His profits are staggering. On September 16, 1992, he famously made a billion dollars in one day by betting against the Bank of England and the pound sterling. In July 1997, he contributed to the Southeast Asian financial crisis by shorting the Thai bath. In early 2000, he supposedly suffered losses on tech stocks, but some analysts now suggest that the burn of the NASDAQ was controlled and that Soros helped to start the fire. By last November, he was betting the U.S. dollar would plummet. As the London Independent reported (November 28, 2003), his activities were contributing to a growing belief on Wall Street that the dollar would slide even further.

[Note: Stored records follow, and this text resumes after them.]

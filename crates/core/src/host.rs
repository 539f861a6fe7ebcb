//! Process-wide default host lookup.
//!
//! Channels ask a [`HostnameResolver`] once, at construction, for any host
//! field the caller left unset.

use crate::config::env_opt;
use crate::error::CoreError;

/// Env var that overrides the OS hostname for every channel.
pub const HOSTNAME_ENV: &str = "BACKUP_HOSTNAME";

pub trait HostnameResolver: Send + Sync {
    fn hostname(&self) -> Result<String, CoreError>;
}

/// Resolves `BACKUP_HOSTNAME`, falling back to the OS hostname.
#[derive(Debug, Default, Clone, Copy)]
pub struct SystemHostname;

impl HostnameResolver for SystemHostname {
    fn hostname(&self) -> Result<String, CoreError> {
        if let Some(name) = env_opt(HOSTNAME_ENV) {
            return Ok(name);
        }

        let raw = ::hostname::get()?;
        let name = raw.into_string().map_err(|raw| {
            CoreError::Hostname(format!("hostname is not valid UTF-8: {raw:?}"))
        })?;
        non_empty(name)
    }
}

/// Always returns the same host.
#[derive(Debug, Clone)]
pub struct FixedHostname(pub String);

impl FixedHostname {
    pub fn new(name: impl Into<String>) -> Self {
        Self(name.into())
    }
}

impl HostnameResolver for FixedHostname {
    fn hostname(&self) -> Result<String, CoreError> {
        non_empty(self.0.clone())
    }
}

fn non_empty(name: String) -> Result<String, CoreError> {
    let trimmed = name.trim();
    if trimmed.is_empty() {
        return Err(CoreError::Hostname("hostname is empty".to_string()));
    }
    Ok(trimmed.to_string())
}
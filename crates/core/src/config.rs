use std::env;

use serde::{Deserialize, Serialize};

/// Load .env file (silently ignores if missing).
pub fn load_dotenv() {
    dotenvy::dotenv().ok();
}

pub(crate) fn env_opt(key: &str) -> Option<String> {
    env::var(key).ok().filter(|s| !s.is_empty())
}

fn parsed_or<T: std::str::FromStr>(value: Option<String>, default: T) -> T {
    value.and_then(|v| v.trim().parse().ok()).unwrap_or(default)
}

// ── Notify defaults ───────────────────────────────────────────

pub const DEFAULT_ZABBIX_PORT: u16 = 10_051;
pub const DEFAULT_ITEM_KEY: &str = "backup_status";
pub const DEFAULT_MAX_RETRIES: u32 = 10;
pub const DEFAULT_RETRY_WAITSEC: u64 = 30;

/// Defaults shared by every notification channel, applied before the
/// channel's own configuration callback.
#[derive(Debug, Clone, PartialEq, Eq, Serialize, Deserialize)]
pub struct NotifyDefaults {
    /// Zabbix server; `None` means "use the resolved hostname".
    pub zabbix_host: Option<String>,
    pub zabbix_port: u16,
    pub item_key: String,
    pub max_retries: u32,
    pub retry_waitsec: u64,
}

impl Default for NotifyDefaults {
    fn default() -> Self {
        Self {
            zabbix_host: None,
            zabbix_port: DEFAULT_ZABBIX_PORT,
            item_key: DEFAULT_ITEM_KEY.to_string(),
            max_retries: DEFAULT_MAX_RETRIES,
            retry_waitsec: DEFAULT_RETRY_WAITSEC,
        }
    }
}

impl NotifyDefaults {
    /// Build defaults from environment variables (call `load_dotenv()` first).
    ///
    /// Reads `ZABBIX_HOST`, `ZABBIX_PORT`, `ZABBIX_ITEM_KEY`,
    /// `NOTIFY_MAX_RETRIES` and `NOTIFY_RETRY_WAITSEC`. Unparseable numbers
    /// fall back to the built-in value.
    pub fn from_env() -> Self {
        Self::from_lookup(env_opt)
    }

    /// Same as [`from_env`](Self::from_env) with a custom variable source.
    pub fn from_lookup<F>(lookup: F) -> Self
    where
        F: Fn(&str) -> Option<String>,
    {
        let base = Self::default();
        Self {
            zabbix_host: lookup("ZABBIX_HOST").filter(|s| !s.is_empty()),
            zabbix_port: parsed_or(lookup("ZABBIX_PORT"), base.zabbix_port),
            item_key: lookup("ZABBIX_ITEM_KEY")
                .filter(|s| !s.is_empty())
                .unwrap_or(base.item_key),
            max_retries: parsed_or(lookup("NOTIFY_MAX_RETRIES"), base.max_retries),
            retry_waitsec: parsed_or(lookup("NOTIFY_RETRY_WAITSEC"), base.retry_waitsec),
        }
    }

    /// Print a summary for startup logs.
    pub fn log_summary(&self) {
        tracing::info!("Notify defaults loaded:");
        tracing::info!(
            "  zabbix:  host={}, port={}, item_key={}",
            self.zabbix_host.as_deref().unwrap_or("(hostname)"),
            self.zabbix_port,
            self.item_key
        );
        tracing::info!(
            "  retry:   max_retries={}, retry_waitsec={}",
            self.max_retries,
            self.retry_waitsec
        );
    }
}

#[cfg(test)]
mod tests {
    use super::*;
    use std::collections::HashMap;

    fn lookup_from(pairs: &[(&str, &str)]) -> impl Fn(&str) -> Option<String> {
        let map: HashMap<String, String> = pairs
            .iter()
            .map(|(k, v)| (k.to_string(), v.to_string()))
            .collect();
        move |key| map.get(key).cloned()
    }

    #[test]
    fn built_in_defaults() {
        let defaults = NotifyDefaults::from_lookup(|_| None);
        assert_eq!(defaults, NotifyDefaults::default());
        assert_eq!(defaults.zabbix_port, 10_051);
        assert_eq!(defaults.item_key, "backup_status");
        assert_eq!(defaults.max_retries, 10);
        assert_eq!(defaults.retry_waitsec, 30);
        assert!(defaults.zabbix_host.is_none());
    }

    #[test]
    fn env_overrides_are_applied() {
        let defaults = NotifyDefaults::from_lookup(lookup_from(&[
            ("ZABBIX_HOST", "monitor.internal"),
            ("ZABBIX_PORT", "1234"),
            ("ZABBIX_ITEM_KEY", "nightly_status"),
            ("NOTIFY_MAX_RETRIES", "3"),
            ("NOTIFY_RETRY_WAITSEC", "5"),
        ]));
        assert_eq!(defaults.zabbix_host.as_deref(), Some("monitor.internal"));
        assert_eq!(defaults.zabbix_port, 1234);
        assert_eq!(defaults.item_key, "nightly_status");
        assert_eq!(defaults.max_retries, 3);
        assert_eq!(defaults.retry_waitsec, 5);
    }

    #[test]
    fn load_dotenv_tolerates_missing_file_and_from_env_reads_process() {
        load_dotenv();
        std::env::set_var("NOTIFY_RETRY_WAITSEC", "7");
        let defaults = NotifyDefaults::from_env();
        std::env::remove_var("NOTIFY_RETRY_WAITSEC");
        assert_eq!(defaults.retry_waitsec, 7);
        defaults.log_summary();
    }

    #[test]
    fn garbage_numbers_fall_back() {
        let defaults = NotifyDefaults::from_lookup(lookup_from(&[
            ("ZABBIX_PORT", "not-a-port"),
            ("NOTIFY_MAX_RETRIES", "-1"),
        ]));
        assert_eq!(defaults.zabbix_port, 10_051);
        assert_eq!(defaults.max_retries, 10);
    }
}
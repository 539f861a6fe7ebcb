//! Shared building blocks for backup notifications.
//!
//! The notifier crate treats everything here as an external collaborator:
//! - [`Job`], the read-only view of a finished backup job
//! - [`HostnameResolver`], the process-wide default host lookup
//! - [`NotifyDefaults`], environment-driven defaults applied to every channel

pub mod config;
pub mod error;
pub mod host;
pub mod job;

pub use config::NotifyDefaults;
pub use error::*;
pub use host::{FixedHostname, HostnameResolver, SystemHostname};
pub use job::Job;
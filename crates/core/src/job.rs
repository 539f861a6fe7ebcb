use serde::{Deserialize, Serialize};

/// A finished backup job, as seen by notifiers.
///
/// `exit_status` follows the backup convention: 0 = success, 1 = warning,
/// 2 = failure, anything else is an unexpected error.
#[derive(Debug, Clone, PartialEq, Eq, Serialize, Deserialize)]
pub struct Job {
    /// Trigger name the job was started with (e.g. `daily_db`).
    pub trigger: String,
    /// Human-readable label.
    pub label: String,
    /// Formatted run time (e.g. `"12:34:56"`), if the job recorded one.
    #[serde(default)]
    pub duration: Option<String>,
    #[serde(default)]
    pub exit_status: i32,
}

impl Job {
    pub fn new(trigger: impl Into<String>, label: impl Into<String>) -> Self {
        Self {
            trigger: trigger.into(),
            label: label.into(),
            duration: None,
            exit_status: 0,
        }
    }

    pub fn with_duration(mut self, duration: impl Into<String>) -> Self {
        self.duration = Some(duration.into());
        self
    }

    pub fn with_exit_status(mut self, exit_status: i32) -> Self {
        self.exit_status = exit_status;
        self
    }
}
//! Job outcome classification.
//!
//! A job's exit status maps onto a closed set of [`NotificationLevel`]s,
//! each with a stable severity code that receiving systems key on.

use std::fmt;

/// Notification level derived from a job's exit status.
#[derive(Debug, Clone, Copy, PartialEq, Eq, Hash, serde::Serialize, serde::Deserialize)]
#[serde(rename_all = "lowercase")]
pub enum NotificationLevel {
    Success,
    Warning,
    Failure,
    /// Any exit status outside 0..=2.
    Error,
}

impl NotificationLevel {
    /// Classify a raw exit status. Total over all integers.
    pub fn classify(exit_status: i32) -> Self {
        match exit_status {
            0 => Self::Success,
            1 => Self::Warning,
            2 => Self::Failure,
            _ => Self::Error,
        }
    }

    /// Severity code sent to monitoring systems. Matches the exit status for
    /// the three known outcomes.
    pub const fn code(self) -> u8 {
        match self {
            Self::Success => 0,
            Self::Warning => 1,
            Self::Failure => 2,
            Self::Error => 3,
        }
    }

    /// Display label, rendered inside brackets in messages.
    pub const fn label(self) -> &'static str {
        match self {
            Self::Success => "Backup::Success",
            Self::Warning => "Backup::Warning",
            Self::Failure => "Backup::Failure",
            Self::Error => "Backup::Error",
        }
    }

    pub const fn as_str(self) -> &'static str {
        match self {
            Self::Success => "success",
            Self::Warning => "warning",
            Self::Failure => "failure",
            Self::Error => "error",
        }
    }
}

impl fmt::Display for NotificationLevel {
    fn fmt(&self, f: &mut fmt::Formatter<'_>) -> fmt::Result {
        f.write_str(self.as_str())
    }
}

/// Per-level opt-outs for a channel.
///
/// There is no gate for [`NotificationLevel::Error`]: an unclassifiable
/// status is always reported.
#[derive(Debug, Clone, Copy, PartialEq, Eq, serde::Serialize, serde::Deserialize)]
pub struct Gates {
    pub on_success: bool,
    pub on_warning: bool,
    pub on_failure: bool,
}

impl Default for Gates {
    fn default() -> Self {
        Self {
            on_success: true,
            on_warning: true,
            on_failure: true,
        }
    }
}

impl Gates {
    pub fn allows(&self, level: NotificationLevel) -> bool {
        match level {
            NotificationLevel::Success => self.on_success,
            NotificationLevel::Warning => self.on_warning,
            NotificationLevel::Failure => self.on_failure,
            NotificationLevel::Error => true,
        }
    }
}
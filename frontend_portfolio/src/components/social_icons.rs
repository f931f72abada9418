// frontend_portfolio/src/components/social_icons.rs
use yew::prelude::*;

/// Renders a fixed 24x24 icon, taking only the classes to put on the `<svg>`.
pub type IconFn = fn(Classes) -> Html;

pub fn github_icon(class: Classes) -> Html {
    html! {
        <svg viewBox="0 0 24 24" aria-hidden="true" class={class}>
            <path
                fill-rule="evenodd"
                clip-rule="evenodd"
                d="M12 2C6.475 2 2 6.588 2 12.253c0 4.537 2.862 8.369 6.838 9.727.5.09.687-.218.687-.487 0-.243-.013-1.05-.013-1.91C7 20.059 6.35 18.957 6.15 18.38c-.113-.295-.6-1.205-1.025-1.448-.35-.192-.85-.667-.013-.68.788-.012 1.35.744 1.538 1.051.9 1.551 2.338 1.116 2.912.846.088-.666.35-1.115.638-1.371-2.225-.256-4.55-1.14-4.55-5.062 0-1.115.387-2.038 1.025-2.756-.1-.256-.45-1.307.1-2.717 0 0 .837-.269 2.75 1.051.8-.23 1.65-.346 2.5-.346.85 0 1.7.115 2.5.346 1.912-1.333 2.75-1.05 2.75-1.05.55 1.409.2 2.46.1 2.716.637.718 1.025 1.628 1.025 2.756 0 3.934-2.337 4.806-4.562 5.062.362.32.675.936.675 1.897 0 1.371-.013 2.473-.013 2.82 0 .268.188.589.688.486a10.039 10.039 0 0 0 4.932-3.74A10.447 10.447 0 0 0 22 12.253C22 6.588 17.525 2 12 2Z"
            />
        </svg>
    }
}

pub fn linkedin_icon(class: Classes) -> Html {
    html! {
        <svg viewBox="0 0 24 24" aria-hidden="true" class={class}>
            <path d="M18.335 18.339H15.67v-4.177c0-.996-.02-2.278-1.39-2.278-1.389 0-1.601 1.084-1.601 2.205v4.25h-2.666V9.75h2.56v1.17h.035c.358-.674 1.228-1.387 2.528-1.387 2.7 0 3.2 1.778 3.2 4.091v4.715zM7.003 8.575a1.546 1.546 0 01-1.548-1.549 1.548 1.548 0 111.547 1.549zm1.336 9.764H5.666V9.75H8.34v8.589zM19.67 3H4.329C3.593 3 3 3.58 3 4.297v15.406C3 20.42 3.594 21 4.328 21h15.338C20.4 21 21 20.42 21 19.703V4.297C21 3.58 20.4 3 19.666 3h.003z" />
        </svg>
    }
}

pub fn mail_icon(class: Classes) -> Html {
    html! {
        <svg viewBox="0 0 24 24" aria-hidden="true" class={class}>
            <path
                fill-rule="evenodd"
                d="M6 5a3 3 0 0 0-3 3v8a3 3 0 0 0 3 3h12a3 3 0 0 0 3-3V8a3 3 0 0 0-3-3H6Zm.245 2.187a.75.75 0 0 0-.99 1.126l6.25 5.5a.75.75 0 0 0 .99 0l6.25-5.5a.75.75 0 0 0-.99-1.126L12 12.251 6.245 7.187Z"
            />
        </svg>
    }
}
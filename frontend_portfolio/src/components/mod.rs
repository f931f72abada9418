pub mod container;
pub mod image;
pub mod social_icons;
pub mod social_link;
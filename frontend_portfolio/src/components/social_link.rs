// frontend_portfolio/src/components/social_link.rs
use yew::prelude::*;

#[derive(Properties, PartialEq)]
pub struct SocialLinkProps {
    #[prop_or_default]
    pub class: Classes,
    pub href: AttrValue,
    /// Draws the icon given the classes it should carry.
    pub icon: Callback<Classes, Html>,
    pub children: Children,
}

/// One entry of the contact list: an icon followed by a labelled outbound link.
#[function_component(SocialLink)]
pub fn social_link(props: &SocialLinkProps) -> Html {
    let icon = props.icon.emit(classes!(
        "h-6",
        "w-6",
        "flex-none",
        "fill-zinc-500",
        "transition",
        "group-hover:fill-teal-500"
    ));

    html! {
        <li class={classes!(props.class.clone(), "flex")}>
            <a
                href={props.href.clone()}
                class="group flex text-sm font-medium text-zinc-800 transition hover:text-teal-500 dark:text-zinc-200 dark:hover:text-teal-500"
            >
                { icon }
                <span class="ml-4">{ for props.children.iter() }</span>
            </a>
        </li>
    }
}

#[cfg(test)]
mod tests {
    use super::*;
    use crate::components::social_icons::github_icon;
    use yew::ServerRenderer;

    async fn render(class: &'static str) -> String {
        ServerRenderer::<SocialLink>::with_props(move || SocialLinkProps {
            class: classes!(class),
            href: "https://github.com/JoseAngel1196".into(),
            icon: Callback::from(github_icon as fn(Classes) -> Html),
            children: Children::new(vec![html! { "Follow on GitHub" }]),
        })
        .hydratable(false)
        .render()
        .await
    }

    #[tokio::test]
    async fn extra_classes_come_before_flex() {
        let rendered = render("mt-4").await;
        assert!(rendered.starts_with(r#"<li class="mt-4 flex">"#));
    }

    #[tokio::test]
    async fn no_extra_classes_leaves_only_flex() {
        let rendered = render("").await;
        assert!(rendered.starts_with(r#"<li class="flex">"#));
    }

    #[tokio::test]
    async fn icon_sits_inside_the_link_before_the_label() {
        let rendered = render("mt-4").await;

        let anchor = rendered.find(r#"href="https://github.com/JoseAngel1196""#).unwrap();
        let icon = rendered
            .find(r#"class="h-6 w-6 flex-none fill-zinc-500 transition group-hover:fill-teal-500""#)
            .unwrap();
        let label = rendered
            .find(r#"<span class="ml-4">Follow on GitHub</span>"#)
            .unwrap();
        assert!(anchor < icon && icon < label);
        assert!(rendered.ends_with("</a></li>"));
    }
}
pub mod about;
// frontend_portfolio/src/components/container.rs
use yew::prelude::*;

#[derive(Properties, PartialEq)]
pub struct ContainerProps {
    #[prop_or_default]
    pub class: Classes,
    pub children: Children,
}

/// Full-width wrapper capping the content at the site's widest breakpoint.
#[function_component(ContainerOuter)]
pub fn container_outer(props: &ContainerProps) -> Html {
    html! {
        <div class={classes!("sm:px-8", props.class.clone())}>
            <div class="mx-auto w-full max-w-7xl lg:px-8">
                { for props.children.iter() }
            </div>
        </div>
    }
}

/// Narrower reading column nested inside [`ContainerOuter`].
#[function_component(ContainerInner)]
pub fn container_inner(props: &ContainerProps) -> Html {
    html! {
        <div class={classes!("relative", "px-4", "sm:px-8", "lg:px-12", props.class.clone())}>
            <div class="mx-auto max-w-2xl lg:max-w-5xl">
                { for props.children.iter() }
            </div>
        </div>
    }
}

#[function_component(Container)]
pub fn container(props: &ContainerProps) -> Html {
    html! {
        <ContainerOuter class={props.class.clone()}>
            <ContainerInner>
                { for props.children.iter() }
            </ContainerInner>
        </ContainerOuter>
    }
}
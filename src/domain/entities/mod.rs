mod access_line;

pub use access_line::{quote, AccessLine, Request, DEFAULT_STATUS};
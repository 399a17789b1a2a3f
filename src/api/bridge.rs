use std::sync::Arc;

use axum::extract::{Request, State};
use axum::http::StatusCode;
use axum::response::{IntoResponse, Response};

use crate::api::state::AppState;
use crate::domain::ports::Handler;
use crate::infrastructure::ResponseRecorder;

pub const MAX_BODY_BYTES: usize = 2 * 1024 * 1024;

/// Fallback route: every request not matched elsewhere goes to the configured
/// handler.
pub async fn dispatch(State(state): State<AppState>, request: Request) -> Response {
    serve_handler(state.handler.clone(), request).await
}

/// Runs a [`Handler`] for one axum request.
///
/// The body is buffered first, then the handler runs on the blocking pool
/// against a [`ResponseRecorder`] which becomes the response. A handler that
/// writes nothing yields an empty `200 OK`.
pub async fn serve_handler(handler: Arc<dyn Handler>, request: Request) -> Response {
    let (parts, body) = request.into_parts();
    let body = match axum::body::to_bytes(body, MAX_BODY_BYTES).await {
        Ok(body) => body,
        Err(e) => {
            tracing::warn!(error = %e, limit = MAX_BODY_BYTES, "Request body rejected");
            return StatusCode::PAYLOAD_TOO_LARGE.into_response();
        }
    };
    let request = axum::http::Request::from_parts(parts, body);

    let served = tokio::task::spawn_blocking(move || {
        let mut recorder = ResponseRecorder::new();
        handler.serve(&request, &mut recorder);
        recorder
    })
    .await;

    match served {
        Ok(recorder) => recorder.into_response(),
        Err(e) => {
            tracing::error!(error = %e, "Handler failed");
            StatusCode::INTERNAL_SERVER_ERROR.into_response()
        }
    }
}

#[cfg(test)]
mod tests {
    use axum::body::Body;
    use axum::http::{header, HeaderValue};

    use super::*;
    use crate::application::with_log;
    use crate::domain::ports::handler_fn;
    use crate::infrastructure::{SharedBuffer, WriterLogSink};

    fn logged<F>(buffer: &SharedBuffer, f: F) -> Arc<dyn Handler>
    where
        F: Fn(&crate::domain::Request, &mut dyn crate::domain::ports::ResponseSink)
            + Send
            + Sync
            + 'static,
    {
        Arc::new(with_log(
            handler_fn(f),
            Arc::new(WriterLogSink::new(buffer.clone())),
        ))
    }

    #[tokio::test]
    async fn test_status_and_headers_reach_client() {
        let buffer = SharedBuffer::new();
        let handler = logged(&buffer, |_req, res| {
            res.headers_mut()
                .insert(header::CONTENT_TYPE, HeaderValue::from_static("text/plain"));
            res.write(b"ok\n").unwrap();
        });

        let request = axum::http::Request::builder()
            .uri("/index.html?foo=bar")
            .header(header::USER_AGENT, "user agent/0.1")
            .body(Body::empty())
            .unwrap();
        let response = serve_handler(handler, request).await;

        assert_eq!(response.status(), StatusCode::OK);
        assert_eq!(response.headers()[header::CONTENT_TYPE], "text/plain");
        let body = axum::body::to_bytes(response.into_body(), usize::MAX)
            .await
            .unwrap();
        assert_eq!(&body[..], b"ok\n");
        assert_eq!(
            buffer.contents(),
            "GET /index.html?foo=bar 200 \"user agent/0.1\"\n"
        );
    }

    #[tokio::test]
    async fn test_silent_handler_gets_default_response_without_log() {
        let buffer = SharedBuffer::new();
        let handler = logged(&buffer, |_req, _res| {});

        let request = axum::http::Request::builder()
            .uri("/")
            .body(Body::empty())
            .unwrap();
        let response = serve_handler(handler, request).await;

        assert_eq!(response.status(), StatusCode::OK);
        assert!(buffer.contents().is_empty());
    }

    #[tokio::test]
    async fn test_oversized_body_rejected_before_handler() {
        let buffer = SharedBuffer::new();
        let handler = logged(&buffer, |_req, res| res.write_status(StatusCode::OK));

        let request = axum::http::Request::builder()
            .method("POST")
            .uri("/upload")
            .body(Body::from(vec![0u8; MAX_BODY_BYTES + 1]))
            .unwrap();
        let response = serve_handler(handler, request).await;

        assert_eq!(response.status(), StatusCode::PAYLOAD_TOO_LARGE);
        assert!(buffer.contents().is_empty());
    }

    #[tokio::test]
    async fn test_handler_panic_becomes_500() {
        let buffer = SharedBuffer::new();
        let handler = logged(&buffer, |_req, res| {
            res.write_status(StatusCode::ACCEPTED);
            panic!("boom");
        });

        let request = axum::http::Request::builder()
            .uri("/")
            .body(Body::empty())
            .unwrap();
        let response = serve_handler(handler, request).await;

        assert_eq!(response.status(), StatusCode::INTERNAL_SERVER_ERROR);
        assert_eq!(buffer.contents(), "GET / 202 \"\"\n");
    }
}
use std::fmt;
use std::sync::Arc;

/// Accepts formatted access lines. What happens to them, and whether that can
/// fail, is up to the implementation.
pub trait LogSink: Send + Sync {
    fn emit(&self, args: fmt::Arguments<'_>);
}

impl<L: LogSink + ?Sized> LogSink for Arc<L> {
    fn emit(&self, args: fmt::Arguments<'_>) {
        (**self).emit(args)
    }
}
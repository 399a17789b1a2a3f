use axum::body::Body;
use axum::http::{HeaderMap, StatusCode};
use axum::response::Response;

use crate::domain::ports::ResponseSink;
use crate::domain::{SinkError, DEFAULT_STATUS};

/// In-memory [`ResponseSink`] that keeps everything written to it.
///
/// The first committed status wins. Later `write_status` calls are ignored,
/// the way a real connection ignores a second status line.
#[derive(Debug, Default)]
pub struct ResponseRecorder {
    status: Option<StatusCode>,
    headers: HeaderMap,
    body: Vec<u8>,
    closed: bool,
}

impl ResponseRecorder {
    pub fn new() -> Self {
        Self::default()
    }

    /// Status the response was committed with, if anything was written.
    pub fn status(&self) -> Option<StatusCode> {
        self.status
    }

    pub fn headers(&self) -> &HeaderMap {
        &self.headers
    }

    pub fn body(&self) -> &[u8] {
        &self.body
    }

    /// Rejects all further body writes with [`SinkError::Closed`].
    pub fn close(&mut self) {
        self.closed = true;
    }

    /// An uncommitted recorder becomes an empty `200 OK`.
    pub fn into_response(self) -> Response {
        let mut response = Response::new(Body::from(self.body));
        *response.status_mut() = self.status.unwrap_or(DEFAULT_STATUS);
        *response.headers_mut() = self.headers;
        response
    }
}

impl ResponseSink for ResponseRecorder {
    fn headers_mut(&mut self) -> &mut HeaderMap {
        &mut self.headers
    }

    fn write_status(&mut self, status: StatusCode) {
        match self.status {
            Some(committed) => tracing::warn!(
                committed = committed.as_u16(),
                ignored = status.as_u16(),
                "superfluous write_status"
            ),
            None => self.status = Some(status),
        }
    }

    fn write(&mut self, buf: &[u8]) -> Result<usize, SinkError> {
        if self.closed {
            return Err(SinkError::Closed);
        }
        if self.status.is_none() {
            self.status = Some(DEFAULT_STATUS);
        }
        self.body.extend_from_slice(buf);
        Ok(buf.len())
    }
}
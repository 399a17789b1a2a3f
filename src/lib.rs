//! Access logging for request handlers.
//!
//! Wrap any [`Handler`](domain::ports::Handler) with [`with_log`] to get one
//! `<METHOD> <PATH?QUERY> <STATUS> "<USER-AGENT>"` line per response, or with
//! [`with_custom_log`] to report the committed status some other way.

pub mod api;
pub mod application;
pub mod domain;
pub mod infrastructure;

pub use application::{with_custom_log, with_log, AccessLog, CapturingSink};
pub mod config;
pub mod log_sinks;
pub mod recorder;

pub use config::{AccessLogConfig, Config, ConfigError, LogConfig, ServerConfig, SinkKind};
pub use log_sinks::{SharedBuffer, TracingLogSink, WriterLogSink};
pub use recorder::ResponseRecorder;
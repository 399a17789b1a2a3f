use axum::http::{HeaderMap, StatusCode};

use crate::domain::errors::SinkError;

/// Where a handler writes its response.
///
/// Headers may be changed freely until the status is committed, either by
/// [`write_status`](Self::write_status) or by the first [`write`](Self::write),
/// which commits [`DEFAULT_STATUS`](crate::domain::DEFAULT_STATUS).
///
/// There is intentionally no way to take over the underlying connection through
/// this trait.
pub trait ResponseSink {
    fn headers_mut(&mut self) -> &mut HeaderMap;

    fn write_status(&mut self, status: StatusCode);

    fn write(&mut self, buf: &[u8]) -> Result<usize, SinkError>;
}
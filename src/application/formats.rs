use std::sync::Arc;
use std::time::Instant;

use axum::http::StatusCode;

use crate::domain::ports::{Finish, FinishFactory, LogSink};
use crate::domain::{AccessLine, Request};

/// Finish factory writing the standard access line to a [`LogSink`].
pub struct DefaultFormat<L: ?Sized> {
    sink: Arc<L>,
}

impl<L: ?Sized> DefaultFormat<L> {
    pub fn new(sink: Arc<L>) -> Self {
        Self { sink }
    }
}

impl<L: LogSink + ?Sized> FinishFactory for DefaultFormat<L> {
    type Callback = LogLine<L>;

    fn on_request(&self, request: &Request) -> LogLine<L> {
        LogLine {
            line: AccessLine::from_request(request),
            sink: self.sink.clone(),
        }
    }
}

pub struct LogLine<L: ?Sized> {
    line: AccessLine,
    sink: Arc<L>,
}

impl<L: LogSink + ?Sized> Finish for LogLine<L> {
    fn finish(self, status: StatusCode) {
        self.sink.emit(format_args!("{}", self.line.format(status)));
    }
}

/// Like [`DefaultFormat`], with the time from request arrival to the committed
/// status appended as `<n>ms`.
pub struct Timed<L: ?Sized> {
    sink: Arc<L>,
}

impl<L: ?Sized> Timed<L> {
    pub fn new(sink: Arc<L>) -> Self {
        Self { sink }
    }
}

impl<L: LogSink + ?Sized> FinishFactory for Timed<L> {
    type Callback = TimedLine<L>;

    fn on_request(&self, request: &Request) -> TimedLine<L> {
        TimedLine {
            line: AccessLine::from_request(request),
            started: Instant::now(),
            sink: self.sink.clone(),
        }
    }
}

pub struct TimedLine<L: ?Sized> {
    line: AccessLine,
    started: Instant,
    sink: Arc<L>,
}

impl<L: LogSink + ?Sized> Finish for TimedLine<L> {
    fn finish(self, status: StatusCode) {
        self.sink.emit(format_args!(
            "{} {}ms",
            self.line.format(status),
            self.started.elapsed().as_millis()
        ));
    }
}

/// Finish factory reporting through `tracing` as structured fields rather than
/// a preformatted line.
#[derive(Debug, Clone, Copy, Default)]
pub struct TracingFormat;

impl FinishFactory for TracingFormat {
    type Callback = TracedLine;

    fn on_request(&self, request: &Request) -> TracedLine {
        TracedLine {
            line: AccessLine::from_request(request),
            started: Instant::now(),
        }
    }
}

pub struct TracedLine {
    line: AccessLine,
    started: Instant,
}

impl Finish for TracedLine {
    fn finish(self, status: StatusCode) {
        tracing::info!(
            target: "access_log",
            method = %self.line.method,
            uri = %self.line.target,
            status = status.as_u16(),
            user_agent = %String::from_utf8_lossy(&self.line.user_agent),
            duration_ms = self.started.elapsed().as_millis() as u64,
            "Request completed"
        );
    }
}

There is nothing new in Soros’ approach to making money or in the ability of such a person to make an impact, invariably detrimental, on his host society’s morals and culture. What is new with Mr. Soros-in addition to the implausible claim that a private speculator could get as far as he has unaided by any established financial interests-is his systematic, concerted effort to use a large part of his fortune to promote his peculiar social and political views. He does so through a global network of “nongovernmental organizations” named after himself and active primarily in Eastern Europe but also in Africa, Latin America, and the United States. At age 75, money is not his object but his tool. He has used it to develop a well-coordinated global operation centered on the Open Society Institute (OSI) in New York, which funds a network of subsidiaries in over 50 countries.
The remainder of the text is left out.